Required work: Please return, word for word, the line containing "to read config" and each line after it through the end of the data below, and nothing else.

Excerpts from a dataset:
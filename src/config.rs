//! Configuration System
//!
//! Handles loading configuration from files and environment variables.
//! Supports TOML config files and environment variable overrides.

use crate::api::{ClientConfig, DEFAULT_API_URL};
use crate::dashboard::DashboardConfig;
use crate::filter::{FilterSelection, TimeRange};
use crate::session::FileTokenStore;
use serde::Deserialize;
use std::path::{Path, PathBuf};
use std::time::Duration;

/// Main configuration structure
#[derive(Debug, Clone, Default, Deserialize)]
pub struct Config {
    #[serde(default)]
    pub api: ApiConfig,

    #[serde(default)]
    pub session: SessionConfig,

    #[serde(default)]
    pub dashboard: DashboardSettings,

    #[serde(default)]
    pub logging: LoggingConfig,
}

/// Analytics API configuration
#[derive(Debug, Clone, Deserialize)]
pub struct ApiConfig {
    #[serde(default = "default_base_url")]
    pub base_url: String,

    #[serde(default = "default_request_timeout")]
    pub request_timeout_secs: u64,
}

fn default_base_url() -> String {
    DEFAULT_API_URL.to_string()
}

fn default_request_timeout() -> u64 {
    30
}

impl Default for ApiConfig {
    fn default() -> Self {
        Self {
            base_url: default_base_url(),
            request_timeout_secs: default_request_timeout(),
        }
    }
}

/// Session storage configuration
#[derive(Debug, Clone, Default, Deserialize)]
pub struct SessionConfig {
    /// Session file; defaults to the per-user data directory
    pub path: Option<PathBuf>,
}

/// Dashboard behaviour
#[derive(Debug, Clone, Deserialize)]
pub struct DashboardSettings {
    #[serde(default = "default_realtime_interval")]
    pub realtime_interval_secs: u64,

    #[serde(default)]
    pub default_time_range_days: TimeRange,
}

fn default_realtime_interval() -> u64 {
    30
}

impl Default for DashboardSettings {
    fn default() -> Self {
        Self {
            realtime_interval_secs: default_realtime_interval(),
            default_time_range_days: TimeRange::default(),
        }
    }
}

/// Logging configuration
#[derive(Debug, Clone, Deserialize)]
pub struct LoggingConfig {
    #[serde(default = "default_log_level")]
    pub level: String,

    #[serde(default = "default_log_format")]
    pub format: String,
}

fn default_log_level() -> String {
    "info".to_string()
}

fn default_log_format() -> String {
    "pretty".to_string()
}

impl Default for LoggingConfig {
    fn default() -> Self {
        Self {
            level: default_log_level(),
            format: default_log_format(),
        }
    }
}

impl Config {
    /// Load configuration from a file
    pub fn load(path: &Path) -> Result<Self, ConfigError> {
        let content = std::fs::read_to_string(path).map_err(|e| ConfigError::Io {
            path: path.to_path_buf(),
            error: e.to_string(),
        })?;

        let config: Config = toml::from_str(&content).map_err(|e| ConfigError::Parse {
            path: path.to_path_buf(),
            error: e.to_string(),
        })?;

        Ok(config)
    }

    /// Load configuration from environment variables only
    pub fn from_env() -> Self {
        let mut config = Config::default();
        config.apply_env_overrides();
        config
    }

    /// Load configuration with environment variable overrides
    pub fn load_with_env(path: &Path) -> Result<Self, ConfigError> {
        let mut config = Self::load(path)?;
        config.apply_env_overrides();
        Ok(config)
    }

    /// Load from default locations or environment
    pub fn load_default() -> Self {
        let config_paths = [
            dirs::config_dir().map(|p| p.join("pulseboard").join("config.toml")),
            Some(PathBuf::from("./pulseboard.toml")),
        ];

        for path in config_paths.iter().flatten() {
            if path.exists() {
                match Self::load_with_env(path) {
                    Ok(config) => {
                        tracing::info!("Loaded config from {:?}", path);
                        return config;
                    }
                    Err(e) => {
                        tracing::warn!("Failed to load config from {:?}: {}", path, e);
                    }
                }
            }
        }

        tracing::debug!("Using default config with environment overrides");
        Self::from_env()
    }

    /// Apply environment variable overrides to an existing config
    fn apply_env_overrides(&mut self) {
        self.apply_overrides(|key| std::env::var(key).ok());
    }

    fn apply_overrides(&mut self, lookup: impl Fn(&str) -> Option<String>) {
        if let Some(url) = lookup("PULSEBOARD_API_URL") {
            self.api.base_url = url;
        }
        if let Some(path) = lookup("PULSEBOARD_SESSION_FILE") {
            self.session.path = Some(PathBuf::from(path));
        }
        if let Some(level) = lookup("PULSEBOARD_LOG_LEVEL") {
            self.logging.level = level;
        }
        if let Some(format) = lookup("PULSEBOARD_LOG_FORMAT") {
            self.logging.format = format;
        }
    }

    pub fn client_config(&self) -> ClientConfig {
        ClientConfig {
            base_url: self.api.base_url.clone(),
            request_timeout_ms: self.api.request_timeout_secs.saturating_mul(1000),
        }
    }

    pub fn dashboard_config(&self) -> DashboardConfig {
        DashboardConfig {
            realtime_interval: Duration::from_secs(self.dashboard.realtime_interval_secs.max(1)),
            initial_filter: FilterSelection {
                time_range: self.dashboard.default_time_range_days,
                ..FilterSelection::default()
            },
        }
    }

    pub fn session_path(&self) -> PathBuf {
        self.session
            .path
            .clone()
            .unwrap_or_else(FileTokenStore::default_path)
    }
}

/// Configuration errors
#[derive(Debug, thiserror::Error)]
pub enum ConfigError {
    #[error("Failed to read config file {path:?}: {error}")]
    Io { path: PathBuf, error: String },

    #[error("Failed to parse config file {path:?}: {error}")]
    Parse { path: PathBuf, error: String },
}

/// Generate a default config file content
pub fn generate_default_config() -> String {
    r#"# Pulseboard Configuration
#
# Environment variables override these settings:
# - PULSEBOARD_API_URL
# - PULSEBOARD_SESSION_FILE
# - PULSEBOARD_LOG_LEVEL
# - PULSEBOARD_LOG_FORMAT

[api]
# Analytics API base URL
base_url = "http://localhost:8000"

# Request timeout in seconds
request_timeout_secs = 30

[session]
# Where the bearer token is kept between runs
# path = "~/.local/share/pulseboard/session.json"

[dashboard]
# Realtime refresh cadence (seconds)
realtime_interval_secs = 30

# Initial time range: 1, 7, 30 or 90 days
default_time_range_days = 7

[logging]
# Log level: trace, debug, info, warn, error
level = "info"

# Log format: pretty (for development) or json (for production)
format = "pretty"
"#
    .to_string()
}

Exercise response:
    #[error("Failed to read config file {path:?}: {error}")]
    Io { path: PathBuf, error: String },

    #[error("Failed to parse config file {path:?}: {error}")]
    Parse { path: PathBuf, error: String },
}

/// Generate a default config file content
pub fn generate_default_config() -> String {
    r#"# Pulseboard Configuration
#
# Environment variables override these settings:
# - PULSEBOARD_API_URL
# - PULSEBOARD_SESSION_FILE
# - PULSEBOARD_LOG_LEVEL
# - PULSEBOARD_LOG_FORMAT

[api]
# Analytics API base URL
base_url = "http://localhost:8000"

# Request timeout in seconds
request_timeout_secs = 30

[session]
# Where the bearer token is kept between runs
# path = "~/.local/share/pulseboard/session.json"

[dashboard]
# Realtime refresh cadence (seconds)
realtime_interval_secs = 30

# Initial time range: 1, 7, 30 or 90 days
default_time_range_days = 7

[logging]
# Log level: trace, debug, info, warn, error
level = "info"

# Log format: pretty (for development) or json (for production)
format = "pretty"
"#
    .to_string()
}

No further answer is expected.